But Shay is right. Dan isn't a photographer, and he (Shay) isn't a master color retoucher. In fact, this is something I know that Dan is actually proud of. I'm sure Shay is also proud to be a professional photographer instead of a prepress professional. When we all become famous and have our photos published in a book or in a photography magazine, some prepress professional will do a final post processing pass with knowledge of the specific press and final image size. Most of us aren't looking for that level of perfection and really the effort isn't justified for images which are going to be viewed on different output devices at different sizes. And it's only fun if you think it's fun and what are we here for anyway.

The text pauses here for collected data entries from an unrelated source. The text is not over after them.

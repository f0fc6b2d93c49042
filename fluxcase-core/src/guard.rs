//! Call Limits
//!
//! Per-thread depth and step accounting for one invocation. Recursive bodies
//! open a frame with [`enter_frame`]; loop bodies yield with [`checkpoint`].
//! Both are no-ops beyond a counter when no limit is installed.

use crate::ops::raise;
use crate::outcome::{Fault, Interrupted};
use std::cell::{Cell, RefCell};
use std::panic;
use std::sync::Arc;
use std::sync::atomic::{AtomicBool, Ordering};

/// Default maximum call depth before `StackOverflow` is raised.
pub const DEFAULT_MAX_DEPTH: u32 = 1_000;

/// Limits applied to a single invocation.
#[derive(Debug, Clone, Copy, PartialEq, Eq)]
pub struct CallLimits {
    /// Maximum frames opened with [`enter_frame`]
    pub max_depth: u32,
    /// Maximum [`checkpoint`] calls, if any
    pub max_steps: Option<u64>,
}

impl Default for CallLimits {
    fn default() -> Self {
        Self {
            max_depth: DEFAULT_MAX_DEPTH,
            max_steps: None,
        }
    }
}

struct GuardState {
    depth: Cell<u32>,
    max_depth: Cell<u32>,
    steps: Cell<u64>,
    max_steps: Cell<Option<u64>>,
    cancel: RefCell<Option<Arc<AtomicBool>>>,
}

thread_local! {
    static STATE: GuardState = const {
        GuardState {
            depth: Cell::new(0),
            max_depth: Cell::new(DEFAULT_MAX_DEPTH),
            steps: Cell::new(0),
            max_steps: Cell::new(None),
            cancel: RefCell::new(None),
        }
    };
}

/// Restores the previous thread state when an invocation ends.
#[must_use]
pub struct LimitScope {
    prev_max_depth: u32,
    prev_max_steps: Option<u64>,
    prev_cancel: Option<Arc<AtomicBool>>,
}

/// Install `limits` and an optional cancellation flag for the current thread.
pub fn install(limits: CallLimits, cancel: Option<Arc<AtomicBool>>) -> LimitScope {
    STATE.with(|state| {
        let scope = LimitScope {
            prev_max_depth: state.max_depth.replace(limits.max_depth),
            prev_max_steps: state.max_steps.replace(limits.max_steps),
            prev_cancel: state.cancel.replace(cancel),
        };
        state.depth.set(0);
        state.steps.set(0);
        scope
    })
}

impl Drop for LimitScope {
    fn drop(&mut self) {
        STATE.with(|state| {
            state.depth.set(0);
            state.steps.set(0);
            state.max_depth.set(self.prev_max_depth);
            state.max_steps.set(self.prev_max_steps);
            state.cancel.replace(self.prev_cancel.take());
        });
    }
}

/// An open call frame; dropping it pops the frame.
#[must_use]
pub struct FrameGuard {
    _private: (),
}

impl Drop for FrameGuard {
    fn drop(&mut self) {
        STATE.with(|state| state.depth.set(state.depth.get().saturating_sub(1)));
    }
}

/// Open a call frame, raising [`Fault::StackOverflow`] past the depth limit.
///
/// ```ignore
/// fn recurse(n: i32) -> i32 {
///     let _frame = enter_frame();
///     recurse(n + 1)
/// }
/// ```
#[track_caller]
pub fn enter_frame() -> FrameGuard {
    let overflow = STATE.with(|state| {
        let depth = state.depth.get() + 1;
        if depth > state.max_depth.get() {
            true
        } else {
            state.depth.set(depth);
            false
        }
    });
    if overflow {
        raise(Fault::StackOverflow);
    }
    FrameGuard { _private: () }
}

/// Current depth of open frames on this thread.
pub fn current_depth() -> u32 {
    STATE.with(|state| state.depth.get())
}

/// Cooperative budget point.
///
/// Unwinds with an [`Interrupted`] payload when the harness abandoned the
/// call or the step budget ran out.
pub fn checkpoint() {
    let interrupted = STATE.with(|state| {
        let cancelled = state
            .cancel
            .borrow()
            .as_ref()
            .is_some_and(|flag| flag.load(Ordering::Relaxed));
        if cancelled {
            return Some(Interrupted::Cancelled);
        }
        let steps = state.steps.get() + 1;
        state.steps.set(steps);
        match state.max_steps.get() {
            Some(max) if steps > max => Some(Interrupted::StepsExhausted),
            _ => None,
        }
    });
    if let Some(reason) = interrupted {
        panic::panic_any(reason);
    }
}
//! IPC Message Types
//!
//! All messages are serialized with rkyv. Argument vectors travel as their
//! canonical literal text and are re-parsed by the worker.

use rkyv::{Archive, Deserialize as RkyvDeserialize, Serialize as RkyvSerialize};

/// One case to evaluate in the worker.
#[derive(Debug, Clone, PartialEq, Eq, Archive, RkyvSerialize, RkyvDeserialize)]
#[archive(check_bytes)]
pub struct CaseRequest {
    /// Qualified method id
    pub method_id: String,
    /// Declaration index of the case, echoed back for tracing
    pub case_index: u32,
    /// Canonical argument text, e.g. `("hello", 5)`
    pub args: String,
    /// Maximum call depth before a stack overflow is raised
    pub max_depth: u32,
    /// Optional step budget counted at checkpoints
    pub max_steps: Option<u64>,
}

impl CaseRequest {
    /// Validate request fields, returning a description of the first error found.
    pub fn validate(&self) -> Result<(), String> {
        if self.method_id.is_empty() {
            return Err("method_id must not be empty".to_string());
        }
        if self.max_depth == 0 {
            return Err("max_depth must be > 0".to_string());
        }
        if !self.args.trim_start().starts_with('(') {
            return Err(format!("args must be a parenthesised list, got {:?}", self.args));
        }
        Ok(())
    }
}

/// Outcome of one case as observed in the worker.
#[derive(Debug, Clone, PartialEq, Eq, Archive, RkyvSerialize, RkyvDeserialize)]
#[archive(check_bytes)]
pub enum OutcomeReport {
    /// Normal return, with the rendered return value if any
    Returned {
        /// `Debug` text of a non-unit return value
        value: Option<String>,
    },
    /// A typed fault escaped the method
    Faulted {
        /// Outcome phrase of the fault's category
        phrase: String,
    },
    /// The call stopped at a checkpoint after its step budget ran out
    Interrupted,
    /// A panic outside the taxonomy
    Unmapped {
        /// Panic message
        message: String,
    },
    /// Arguments did not fit the method signature
    BindFailed {
        /// Binding diagnostic
        message: String,
    },
    /// The argument text did not parse in the worker
    ArgsRejected {
        /// Parse diagnostic
        message: String,
    },
    /// The worker binary has no method with this id
    UnknownMethod {
        /// Requested id
        method_id: String,
    },
    /// The worker binary has more than one method with this id
    DuplicateMethod {
        /// Requested id
        method_id: String,
    },
}

/// Worker capabilities advertised during handshake
#[derive(Debug, Clone, Archive, RkyvSerialize, RkyvDeserialize)]
#[archive(check_bytes)]
pub struct WorkerCapabilities {
    /// Protocol version for compatibility
    pub protocol_version: u32,
    /// Worker process id
    pub pid: u32,
    /// Number of methods registered in the worker binary
    pub method_count: u32,
}

impl WorkerCapabilities {
    /// Capabilities of the current process
    pub fn current(method_count: usize) -> Self {
        Self {
            protocol_version: crate::PROTOCOL_VERSION,
            pid: std::process::id(),
            method_count: u32::try_from(method_count).unwrap_or(u32::MAX),
        }
    }
}

/// Messages sent from Worker to Supervisor
#[derive(Debug, Clone, Archive, RkyvSerialize, RkyvDeserialize)]
#[archive(check_bytes)]
pub enum WorkerMessage {
    /// Initial handshake with worker capabilities
    Hello(WorkerCapabilities),

    /// A case finished (normally, by fault, or by interruption)
    CaseCompleted {
        /// What the call did
        outcome: OutcomeReport,
        /// Wall-clock time of the call in nanoseconds
        duration_nanos: u64,
    },
}

/// Commands sent from Supervisor to Worker
#[derive(Debug, Clone, Archive, RkyvSerialize, RkyvDeserialize)]
#[archive(check_bytes)]
pub enum SupervisorCommand {
    /// Evaluate one case
    Run(CaseRequest),

    /// Request graceful shutdown
    Shutdown,
}

#[cfg(test)]
mod tests {
    use super::*;

    fn request() -> CaseRequest {
        CaseRequest {
            method_id: "corpus::strings::char_at".to_string(),
            case_index: 0,
            args: "(\"hello\", 5)".to_string(),
            max_depth: 1000,
            max_steps: None,
        }
    }

    #[test]
    fn test_request_validate_default() {
        assert!(request().validate().is_ok());
    }

    #[test]
    fn test_request_validate_zero_depth() {
        let req = CaseRequest {
            max_depth: 0,
            ..request()
        };
        assert!(req.validate().is_err());
    }

    #[test]
    fn test_request_validate_bare_args() {
        let req = CaseRequest {
            args: "1, 2".to_string(),
            ..request()
        };
        assert!(req.validate().is_err());
    }

    #[test]
    fn test_worker_capabilities_current() {
        let caps = WorkerCapabilities::current(3);
        assert_eq!(caps.protocol_version, crate::PROTOCOL_VERSION);
        assert_eq!(caps.method_count, 3);
        assert_eq!(caps.pid, std::process::id());
    }
}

But I find it quite interesting to learn about all the magic these guys can do, even if it isn't really my bread and butter.

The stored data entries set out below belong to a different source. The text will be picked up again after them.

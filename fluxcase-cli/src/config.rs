//! `fluxcase.toml`
//!
//! Settings are looked up in the nearest `fluxcase.toml` at or above the
//! working directory. Every key is optional; command-line flags override
//! whatever the file says.

use serde::{Deserialize, Serialize};
use std::path::{Path, PathBuf};
use std::time::Duration;

/// Config file name looked up by [`FluxConfig::discover`]
pub const CONFIG_FILE: &str = "fluxcase.toml";

/// Top-level configuration
#[derive(Debug, Clone, Default, Serialize, Deserialize)]
#[serde(default)]
pub struct FluxConfig {
    /// `[runner]`
    pub runner: RunnerConfig,
    /// `[output]`
    pub output: OutputConfig,
    /// `[ci]`
    pub ci: CiConfig,
}

/// Where cases run
#[derive(Debug, Clone, Copy, PartialEq, Eq, Serialize, Deserialize, Default)]
#[serde(rename_all = "kebab-case")]
pub enum IsolationMode {
    /// Reusable worker processes; crashes and overruns cost one worker
    #[default]
    Process,
    /// Threads inside the runner
    InProcess,
}

impl IsolationMode {
    /// Whether cases run in separate processes
    pub fn is_isolated(self) -> bool {
        self == IsolationMode::Process
    }

    /// Name as written in config and reports
    pub fn as_str(self) -> &'static str {
        match self {
            IsolationMode::Process => "process",
            IsolationMode::InProcess => "in-process",
        }
    }
}

impl std::str::FromStr for IsolationMode {
    type Err = String;

    fn from_str(s: &str) -> Result<Self, Self::Err> {
        match s.to_ascii_lowercase().as_str() {
            "process" | "isolated" => Ok(IsolationMode::Process),
            "in-process" | "inprocess" | "thread" => Ok(IsolationMode::InProcess),
            other => Err(format!(
                "unknown isolation mode '{}' (expected process or in-process)",
                other
            )),
        }
    }
}

/// `[runner]`: how cases are executed
#[derive(Debug, Clone, Serialize, Deserialize)]
#[serde(default)]
pub struct RunnerConfig {
    /// Where cases run
    pub isolation: IsolationMode,
    /// Parallel workers; defaults to the number of cores
    pub jobs: Option<usize>,
    /// Budget for loop/recursive cases and cases expecting `*`
    pub loop_timeout: String,
    /// Budget for every other case; unbounded when unset
    pub case_timeout: Option<String>,
    /// Time allowed for a worker to start and say hello
    pub worker_timeout: String,
    /// Step budget counted at `checkpoint()`
    pub max_steps: Option<u64>,
    /// Depth at which `enter_frame()` raises a stack overflow
    pub max_depth: u32,
    /// Stack size in bytes for case threads
    pub stack_size: Option<usize>,
}

impl Default for RunnerConfig {
    fn default() -> Self {
        Self {
            isolation: IsolationMode::Process,
            jobs: None,
            loop_timeout: "2s".to_string(),
            case_timeout: None,
            worker_timeout: "10s".to_string(),
            max_steps: None,
            max_depth: fluxcase_core::DEFAULT_MAX_DEPTH,
            stack_size: None,
        }
    }
}

/// `[output]`: report format and files
#[derive(Debug, Clone, Serialize, Deserialize)]
#[serde(default)]
pub struct OutputConfig {
    /// human, json, github or csv
    pub format: String,
    /// Directory for generated files
    pub directory: String,
    /// Write a baseline after every run
    pub save_baseline: bool,
    /// Baseline file; `<directory>/baseline.json` when unset
    pub baseline_path: Option<String>,
}

impl Default for OutputConfig {
    fn default() -> Self {
        Self {
            format: "human".to_string(),
            directory: "target/fluxcase".to_string(),
            save_baseline: false,
            baseline_path: None,
        }
    }
}

impl OutputConfig {
    /// Baseline file to read from and write to.
    pub fn baseline_file(&self) -> PathBuf {
        match &self.baseline_path {
            Some(path) => PathBuf::from(path),
            None => Path::new(&self.directory).join("baseline.json"),
        }
    }
}

/// `[ci]`: which verdicts fail the run
#[derive(Debug, Clone, Serialize, Deserialize)]
#[serde(default)]
pub struct CiConfig {
    /// Exit non-zero on any mismatch
    pub fail_on_mismatch: bool,
    /// Exit non-zero on any harness error
    pub fail_on_harness_error: bool,
    /// Exit non-zero on any unparseable case
    pub fail_on_parse_error: bool,
    /// Print GitHub Actions annotations
    pub github_annotations: bool,
}

impl Default for CiConfig {
    fn default() -> Self {
        Self {
            fail_on_mismatch: true,
            fail_on_harness_error: true,
            fail_on_parse_error: true,
            github_annotations: false,
        }
    }
}

impl FluxConfig {
    /// Read a config file.
    pub fn load(path: impl AsRef<Path>) -> anyhow::Result<Self> {
        let path = path.as_ref();
        let text = std::fs::read_to_string(path)?;
        toml::from_str(&text).map_err(|e| anyhow::anyhow!("{}: {}", path.display(), e))
    }

    /// Nearest config file at or above the working directory.
    ///
    /// An unreadable file is logged and treated as absent.
    pub fn discover() -> Option<Self> {
        let cwd = std::env::current_dir().ok()?;
        let path = cwd
            .ancestors()
            .map(|dir| dir.join(CONFIG_FILE))
            .find(|candidate| candidate.is_file())?;

        match Self::load(&path) {
            Ok(config) => {
                tracing::debug!(path = %path.display(), "Loaded config");
                Some(config)
            }
            Err(e) => {
                tracing::warn!("Ignoring config: {}", e);
                None
            }
        }
    }

    /// Commented template written by `fluxcase init`.
    pub fn default_toml() -> String {
        r#"# fluxcase settings; every key is optional

[runner]
# "process" runs cases in worker processes, "in-process" on threads
isolation = "process"
# jobs = 4
# Budget for loop/recursive cases and cases expecting `*`
loop_timeout = "2s"
# Budget for all other cases (unbounded when unset)
# case_timeout = "10s"
worker_timeout = "10s"
# Step budget counted at checkpoint()
# max_steps = 1000000
# Call depth reported as a stack overflow
max_depth = 1000

[output]
# human, json, github or csv
format = "human"
directory = "target/fluxcase"
save_baseline = false
# baseline_path = "target/fluxcase/baseline.json"

[ci]
fail_on_mismatch = true
fail_on_harness_error = true
fail_on_parse_error = true
github_annotations = false
"#
        .to_string()
    }

    /// Nanoseconds in a duration such as `500ms`, `2s`, `1.5m` or a bare
    /// number of seconds.
    pub fn parse_duration(s: &str) -> anyhow::Result<u64> {
        let s = s.trim();
        let split = s
            .find(|c: char| c.is_alphabetic() || c == 'µ')
            .unwrap_or(s.len());
        let (number, unit) = s.split_at(split);

        let value: f64 = number
            .trim()
            .parse()
            .map_err(|_| anyhow::anyhow!("invalid duration '{}'", s))?;
        if !value.is_finite() || value < 0.0 {
            anyhow::bail!("invalid duration '{}'", s);
        }

        let nanos_per_unit: f64 = match unit.to_ascii_lowercase().as_str() {
            "ns" => 1.0,
            "us" | "µs" => 1e3,
            "ms" => 1e6,
            "" | "s" => 1e9,
            "m" | "min" => 60e9,
            other => anyhow::bail!("unknown duration unit '{}' in '{}'", other, s),
        };
        Ok((value * nanos_per_unit) as u64)
    }

    /// [`parse_duration`](Self::parse_duration) as a `Duration`.
    pub fn duration(s: &str) -> anyhow::Result<Duration> {
        Self::parse_duration(s).map(Duration::from_nanos)
    }
}

#[cfg(test)]
mod tests {
    use super::*;

    #[test]
    fn test_defaults() {
        let config = FluxConfig::default();
        assert_eq!(config.runner.loop_timeout, "2s");
        assert_eq!(config.runner.isolation, IsolationMode::Process);
        assert_eq!(config.runner.max_depth, 1000);
        assert!(config.ci.fail_on_mismatch);
        assert!(!config.ci.github_annotations);
        assert_eq!(
            config.output.baseline_file(),
            PathBuf::from("target/fluxcase/baseline.json")
        );
    }

    #[test]
    fn test_parse_duration() {
        let cases = [
            ("3s", 3_000_000_000),
            ("500ms", 500_000_000),
            ("100us", 100_000),
            ("1000ns", 1000),
            ("2m", 120_000_000_000),
            ("1.5s", 1_500_000_000),
            ("2", 2_000_000_000),
        ];
        for (text, nanos) in cases {
            assert_eq!(FluxConfig::parse_duration(text).unwrap(), nanos, "{}", text);
        }
        for bad in ["", "s", "5h", "-1s", "soon"] {
            assert!(FluxConfig::parse_duration(bad).is_err(), "{}", bad);
        }
    }

    #[test]
    fn test_partial_toml_keeps_defaults() {
        let config: FluxConfig = toml::from_str(
            r#"
            [runner]
            isolation = "in-process"
            loop_timeout = "500ms"
            max_steps = 10000

            [ci]
            fail_on_parse_error = false
            "#,
        )
        .unwrap();
        assert_eq!(config.runner.isolation, IsolationMode::InProcess);
        assert_eq!(config.runner.loop_timeout, "500ms");
        assert_eq!(config.runner.max_steps, Some(10_000));
        assert!(!config.ci.fail_on_parse_error);

        assert_eq!(config.runner.worker_timeout, "10s");
        assert!(config.ci.fail_on_mismatch);
        assert_eq!(config.output.format, "human");
    }

    #[test]
    fn test_template_parses() {
        let config: FluxConfig = toml::from_str(&FluxConfig::default_toml()).unwrap();
        assert_eq!(config.runner.max_depth, 1000);
        assert_eq!(config.output.directory, "target/fluxcase");
    }

    #[test]
    fn test_load_from_file() {
        let dir = tempfile::tempdir().unwrap();
        let path = dir.path().join(CONFIG_FILE);
        std::fs::write(&path, "[output]\nformat = \"json\"\ndirectory = \"out\"\n").unwrap();

        let config = FluxConfig::load(&path).unwrap();
        assert_eq!(config.output.format, "json");
        assert_eq!(config.output.baseline_file(), PathBuf::from("out/baseline.json"));
        assert_eq!(config.runner.loop_timeout, "2s");

        std::fs::write(&path, "[runner]\nisolation = 3\n").unwrap();
        assert!(FluxConfig::load(&path).is_err());
    }

    #[test]
    fn test_isolation_from_str() {
        assert_eq!("process".parse::<IsolationMode>(), Ok(IsolationMode::Process));
        assert_eq!("In-Process".parse::<IsolationMode>(), Ok(IsolationMode::InProcess));
        assert!("fiber".parse::<IsolationMode>().is_err());
    }
}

Also, I noticed using both lab and RGB is a great way to get correct results from certain images, as well as sometimes using CMYK to bring other tones out. I used all three in a different image and fixed it up okay (Though I don't think I can manage to get it perfect, as my knowledge of photoshops tools aren't the greatest... yet). RGB I couldn't manage to get blue in the image that I posted here, so I had to go to LAB, got that, then went to RGB and used that.
All of them have great strengths and weaknesses.
I agree very strongly with this. But it isn't only this. Combining knowledge of all three colorspaces and using them together gives more capability than is possible using them one at a time. Examples of this are coming up in the LAB book discussions. Get Professional Photoshop if you want to see this taken to the Nth degree.